Under the direction of Prof. Dziembowski, the researchers analysed the preparations of Comirnaty and Spikevax, which were used during the COVID-19 pandemic. Both vaccines operate similarly: they contain mRNA molecules carrying instructions for the producing the S protein – it is this protein that is present on the surface of the SARS-CoV-2 coronavirus.

Extend the tail

“The mRNA present in vaccines works just like the natural mRNA from our cells. After intramuscular administration, the mRNA from the vaccine reaches the immune cells, which produce the S protein. Our body learns to recognise it. As a result, if we later encounter the real virus, our body will be ready to react and prevent the disease,” Prof. Seweryn Mroczek from the UW’s Faculty of Biology and IIMCB says.

At the end of each mRNA there is a poly(A) tail. It is essential for mRNA stability and efficient protein production.

“We decided to take a closer look at these tails. We wanted to understand how they change during the action of the vaccine,” Prof. Mroczek adds.

Until now, it was thought that the poly(A) tail of therapeutic mRNA molecules could only shorten. However, in the paper published in “Nature”, the scientists described – as the first in the world – the key role of the TENT5A enzyme in tail elongation.
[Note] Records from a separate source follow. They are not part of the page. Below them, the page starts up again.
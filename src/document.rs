// Copyright (c) 2025 Soumyadip Sarkar.
// All rights reserved.
//
// This source code is licensed under the license found in the
// LICENSE file in the root directory of this source tree.

//! Print-ready rendering of a stored quotation.
//!
//! Every figure is printed exactly as stored on the quotation; nothing here
//! recomputes amounts or totals.

use rust_decimal::Decimal;
use std::fmt::Write as _;

use crate::config::Settings;
use crate::models::{LineItem, Quotation};
use crate::utils::pretty_table;

const DATE_FMT: &str = "%d %b %Y";

/// Digits grouped the Indian way (`12,34,567.5`), without rounding.
pub fn format_number(value: Decimal) -> String {
    let s = value.normalize().to_string();
    let (sign, unsigned) = match s.strip_prefix('-') {
        Some(rest) => ("-", rest),
        None => ("", s.as_str()),
    };
    let (int_part, frac_part) = match unsigned.split_once('.') {
        Some((i, f)) => (i, Some(f)),
        None => (unsigned, None),
    };
    let mut out = String::from(sign);
    out.push_str(&group_indian(int_part));
    if let Some(f) = frac_part {
        out.push('.');
        out.push_str(f);
    }
    out
}

fn group_indian(digits: &str) -> String {
    if digits.len() <= 3 {
        return digits.to_string();
    }
    let (head, last3) = digits.split_at(digits.len() - 3);
    let mut groups: Vec<&str> = Vec::new();
    let mut end = head.len();
    while end > 0 {
        let start = end.saturating_sub(2);
        groups.push(&head[start..end]);
        end = start;
    }
    groups.reverse();
    format!("{},{}", groups.join(","), last3)
}

pub fn format_money(value: Decimal, symbol: &str) -> String {
    if value.is_sign_negative() && !value.is_zero() {
        format!("-{}{}", symbol, format_number(value.abs()))
    } else {
        format!("{}{}", symbol, format_number(value.abs()))
    }
}

/// Items grouped by category, groups in order of first appearance.
pub fn group_by_category(items: &[LineItem]) -> Vec<(&str, Vec<&LineItem>)> {
    let mut groups: Vec<(&str, Vec<&LineItem>)> = Vec::new();
    for item in items {
        match groups.iter_mut().find(|(c, _)| *c == item.category) {
            Some((_, members)) => members.push(item),
            None => groups.push((item.category.as_str(), vec![item])),
        }
    }
    groups
}

pub fn document_title(quote: &Quotation) -> &'static str {
    if quote.is_invoice() {
        "TAX INVOICE"
    } else {
        "QUOTATION"
    }
}

fn item_cell(item: &LineItem) -> String {
    let mut cell = item.name.clone();
    if !item.description.trim().is_empty() {
        cell.push('\n');
        cell.push_str(item.description.trim());
    }
    if let Some(d) = item.dimensions.filter(|d| d.is_visible()) {
        let _ = write!(
            cell,
            "\nDims: {} x {} x {}",
            format_number(d.length),
            format_number(d.height),
            format_number(d.depth)
        );
    }
    cell
}

fn push_line(out: &mut String, line: &str) {
    out.push_str(line);
    out.push('\n');
}

fn push_total(out: &mut String, label: &str, value: &str) {
    let _ = writeln!(out, "{:<24}{:>20}", label, value);
}

pub fn render(quote: &Quotation, settings: &Settings) -> String {
    let sym = settings.currency_symbol.as_str();
    let mut out = String::new();

    push_line(&mut out, &settings.business_name);
    for line in [
        &settings.business_tagline,
        &settings.business_address,
        &settings.business_email,
    ] {
        if !line.trim().is_empty() {
            push_line(&mut out, line);
        }
    }
    if !settings.business_gstin.trim().is_empty() {
        let _ = writeln!(out, "GSTIN: {}", settings.business_gstin);
    }
    out.push('\n');

    push_line(&mut out, document_title(quote));
    let _ = writeln!(out, "#{}", quote.number);
    if quote.is_invoice() {
        let _ = writeln!(out, "[{}]", quote.status.as_str().to_uppercase());
    }
    out.push('\n');

    push_line(&mut out, "BILL TO");
    let c = &quote.customer;
    for line in [&c.name, &c.address, &c.email, &c.phone] {
        if !line.trim().is_empty() {
            push_line(&mut out, line.trim());
        }
    }
    out.push('\n');

    push_line(&mut out, "DETAILS");
    let date_label = if quote.is_invoice() {
        "Invoice Date:"
    } else {
        "Date:"
    };
    let _ = writeln!(out, "{:<14}{}", date_label, quote.date.format(DATE_FMT));
    if !quote.is_invoice() {
        let _ = writeln!(
            out,
            "{:<14}{}",
            "Valid Until:",
            quote.valid_until.format(DATE_FMT)
        );
    }
    out.push('\n');

    let mut rows = Vec::new();
    for (category, members) in group_by_category(quote.items()) {
        rows.push(vec![
            String::new(),
            category.to_uppercase(),
            String::new(),
            String::new(),
            String::new(),
            String::new(),
        ]);
        for (idx, item) in members.iter().enumerate() {
            rows.push(vec![
                (idx + 1).to_string(),
                item_cell(item),
                format_number(item.quantity()),
                item.unit.to_string(),
                format_money(item.rate(), sym),
                format_money(item.amount(), sym),
            ]);
        }
    }
    let table = pretty_table(&["#", "Description", "Qty", "Unit", "Rate", "Amount"], rows);
    let _ = writeln!(out, "{}", table);
    out.push('\n');

    push_total(&mut out, "Subtotal", &format_money(quote.subtotal(), sym));
    if quote.discount() > Decimal::ZERO {
        push_total(
            &mut out,
            "Discount",
            &format!("-{}", format_money(quote.discount(), sym)),
        );
    }
    push_total(
        &mut out,
        &format!("{} ({}%)", settings.tax_label, format_number(quote.tax_rate())),
        &format_money(quote.tax_amount(), sym),
    );
    push_total(&mut out, "Total", &format_money(quote.total(), sym));

    if !quote.notes.trim().is_empty() {
        out.push('\n');
        push_line(&mut out, "NOTES & TERMS");
        push_line(&mut out, quote.notes.trim_end());
    }

    out.push('\n');
    push_line(&mut out, "Thank you for your business!");
    push_line(&mut out, "Authorized Signature");
    out
}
“Extending the tail is like a flipping over an hourglass – it ‘buys’ extra time, allowing the mRNA to function significantly longer in the cells. The TENT5A enzyme is naturally present in certain cells of our body. Its role is to add building blocks to the mRNA’s poly(A) tail. We have demonstrated that TENT5 makes mRNA molecules more stable, enabling longer-lasting and more effective production of antigens – substances that trigger the body’s immune response,” says Paweł Krawczyk, PhD, from Prof. Andrzej Dziembowski’s research group, who was responsible for the computational methods during the study.

“Stabilisation of  mRNA molecules by the TENT5A enzyme is a mechanism that has been poorly understood so far, yet it is universal. It holds enormous potential for medicine, as extensive research is currently underway into various applications of  mRNA as therapeutics,” Prof. Andrzej Dziembowski says.

Macrophages – key to vaccine effectiveness

Scientists have also demonstrated that macrophages, the immune cells responsible for capturing and neutralising “intruders”, play the most important role in the action of mRNA vaccines. After vaccine administration, macrophages migrate to the injection site, take up mRNA carried in special lipid molecules, and then produce the antigen encoded in them.

“Already in the early stages of our research, we observed that the poly(A) tail is extended in macrophages, but at the time we did not realise how crucial these cells were. Over the course of the study, we showed that the lack of TENT5A in macrophages reduces the effectiveness of vaccines,” Prof. Seweryn Mroczek says.